## WHAT TO PRODUCE
Your task is to restate the data word for word.

[Saved entries]
+++

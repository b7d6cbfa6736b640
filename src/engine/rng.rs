//! Seeded tile generator.

use rand::{Rng, SeedableRng};
use rand_chacha::ChaCha8Rng;

use super::types::TileType;

/// Deterministic source of tile kinds. Same seed, same sequence.
#[derive(Debug, Clone)]
pub struct TileRng {
    rng: ChaCha8Rng,
    palette_size: u8,
}

impl TileRng {
    pub fn new(seed: u64, palette_size: u8) -> Self {
        Self {
            rng: ChaCha8Rng::seed_from_u64(seed),
            palette_size,
        }
    }

    /// Uniformly random kind.
    pub fn next_tile(&mut self) -> TileType {
        TileType(self.rng.random_range(0..self.palette_size))
    }

    /// Uniformly random kind not in `exclude`. Falls back to any kind if everything is excluded.
    pub fn next_tile_excluding(&mut self, exclude: &[TileType]) -> TileType {
        let allowed: Vec<u8> = (0..self.palette_size)
            .filter(|k| !exclude.contains(&TileType(*k)))
            .collect();
        if allowed.is_empty() {
            return self.next_tile();
        }
        TileType(allowed[self.rng.random_range(0..allowed.len())])
    }
}

#[cfg(test)]
mod tests {
    use super::*;

    #[test]
    fn test_same_seed_same_sequence() {
        let mut a = TileRng::new(42, 5);
        let mut b = TileRng::new(42, 5);
        let xs: Vec<_> = (0..32).map(|_| a.next_tile()).collect();
        let ys: Vec<_> = (0..32).map(|_| b.next_tile()).collect();
        assert_eq!(xs, ys);
        assert!(xs.iter().all(|t| t.0 < 5));
    }

    #[test]
    fn test_excluding_never_returns_excluded() {
        let mut rng = TileRng::new(7, 3);
        for _ in 0..200 {
            let t = rng.next_tile_excluding(&[TileType(0), TileType(2)]);
            assert_eq!(t, TileType(1));
        }
    }
}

+++

## RESULT FOR THIS EXERCISE
repository b7d6cbfa6736b640
filename src/engine/rng.rs
//! Seeded tile generator.

use rand::{Rng, SeedableRng};
use rand_chacha::ChaCha8Rng;

use super::types::TileType;

/// Deterministic source of tile kinds. Same seed, same sequence.
#[derive(Debug, Clone)]
pub struct TileRng {
    rng: ChaCha8Rng,
    palette_size: u8,
}

impl TileRng {
    pub fn new(seed: u64, palette_size: u8) -> Self {
        Self {
            rng: ChaCha8Rng::seed_from_u64(seed),
            palette_size,
        }
    }

    /// Uniformly random kind.
    pub fn next_tile(&mut self) -> TileType {
        TileType(self.rng.random_range(0..self.palette_size))
    }

    /// Uniformly random kind not in `exclude`. Falls back to any kind if everything is excluded.
    pub fn next_tile_excluding(&mut self, exclude: &[TileType]) -> TileType {
        let allowed: Vec<u8> = (0..self.palette_size)
            .filter(|k| !exclude.contains(&TileType(*k)))
            .collect();
        if allowed.is_empty() {
            return self.next_tile();
        }
        TileType(allowed[self.rng.random_range(0..allowed.len())])
    }
}

#[cfg(test)]
mod tests {
    use super::*;

    #[test]
    fn test_same_seed_same_sequence() {
        let mut a = TileRng::new(42, 5);
        let mut b = TileRng::new(42, 5);
        let xs: Vec<_> = (0..32).map(|_| a.next_tile()).collect();
        let ys: Vec<_> = (0..32).map(|_| b.next_tile()).collect();
        assert_eq!(xs, ys);
        assert!(xs.iter().all(|t| t.0 < 5));
    }

    #[test]
    fn test_excluding_never_returns_excluded() {
        let mut rng = TileRng::new(7, 3);
        for _ in 0..200 {
            let t = rng.next_tile_excluding(&[TileType(0), TileType(2)]);
            assert_eq!(t, TileType(1));
        }
    }
}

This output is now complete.